■ Problem to solve ■
Retrieve all lines below that have the string "centroid".

[Collected data]
--------------------------------------------------

use nalgebra::Rotation2;

use crate::error::{AlignError, Result};
use crate::landmarks::{LandmarkSet, Point2D};

/// Minimum reference-pair distance accepted as non-degenerate.
pub const MIN_REFERENCE_DISTANCE: f64 = 1e-6;

/// Indices of the two landmarks (conventionally the pupils) that fix rotation and scale.
#[derive(Debug, Clone, Copy, PartialEq, Eq)]
pub struct ReferencePair {
    pub left: usize,
    pub right: usize,
}

impl ReferencePair {
    pub fn new(left: usize, right: usize) -> Self {
        Self { left, right }
    }

    /// Distance between the pair in `set`.
    pub fn distance(&self, set: &LandmarkSet) -> Result<f64> {
        let (l, r) = set.reference_pair(self.left, self.right)?;
        Ok((r - l).norm())
    }

    pub fn midpoint(&self, set: &LandmarkSet) -> Result<Point2D> {
        let (l, r) = set.reference_pair(self.left, self.right)?;
        Ok(nalgebra::center(&l, &r))
    }
}

impl Default for ReferencePair {
    fn default() -> Self {
        Self::new(0, 1)
    }
}

/// A landmark set with centroid at the origin, the reference vector pointing
/// along +x and a reference distance of exactly 1.
#[derive(Debug, Clone, PartialEq)]
pub struct NormalizedLandmarkSet(LandmarkSet);

impl NormalizedLandmarkSet {
    pub fn as_set(&self) -> &LandmarkSet {
        &self.0
    }

    pub fn len(&self) -> usize {
        self.0.len()
    }

    pub fn is_empty(&self) -> bool {
        self.0.is_empty()
    }
}

/// Maps `set` into the translation/rotation/scale invariant frame defined by `reference`.
pub fn normalize(set: &LandmarkSet, reference: ReferencePair) -> Result<NormalizedLandmarkSet> {
    let (left, right) = set.reference_pair(reference.left, reference.right)?;

    // Centering does not change the reference vector.
    let centroid = set.centroid();
    let eye = right - left;
    let dist = eye.norm();
    if dist < MIN_REFERENCE_DISTANCE {
        return Err(AlignError::degenerate(format!(
            "reference pair {}/{} distance {dist:e} below {MIN_REFERENCE_DISTANCE:e}",
            reference.left, reference.right
        )));
    }

    let unrotate = Rotation2::new(-eye.y.atan2(eye.x));
    Ok(NormalizedLandmarkSet(set.map(|p| {
        Point2D::from(unrotate * (*p - centroid) / dist)
    })))
}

--------------------------------------------------

■ Written reply ■
/// A landmark set with centroid at the origin, the reference vector pointing
    let centroid = set.centroid();
        Point2D::from(unrotate * (*p - centroid) / dist)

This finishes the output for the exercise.